### Required action
Nothing in the listing below should change; retype it as is.

### Material supplied
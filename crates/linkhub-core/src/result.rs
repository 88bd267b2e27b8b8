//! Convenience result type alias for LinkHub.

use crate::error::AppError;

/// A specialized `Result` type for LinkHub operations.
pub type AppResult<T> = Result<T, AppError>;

### Output of the exercise
filename crates/linkhub-core/src/result.rs
repository 88bd267b2e27b8b8
//! Convenience result type alias for LinkHub.

use crate::error::AppError;

/// A specialized `Result` type for LinkHub operations.
pub type AppResult<T> = Result<T, AppError>;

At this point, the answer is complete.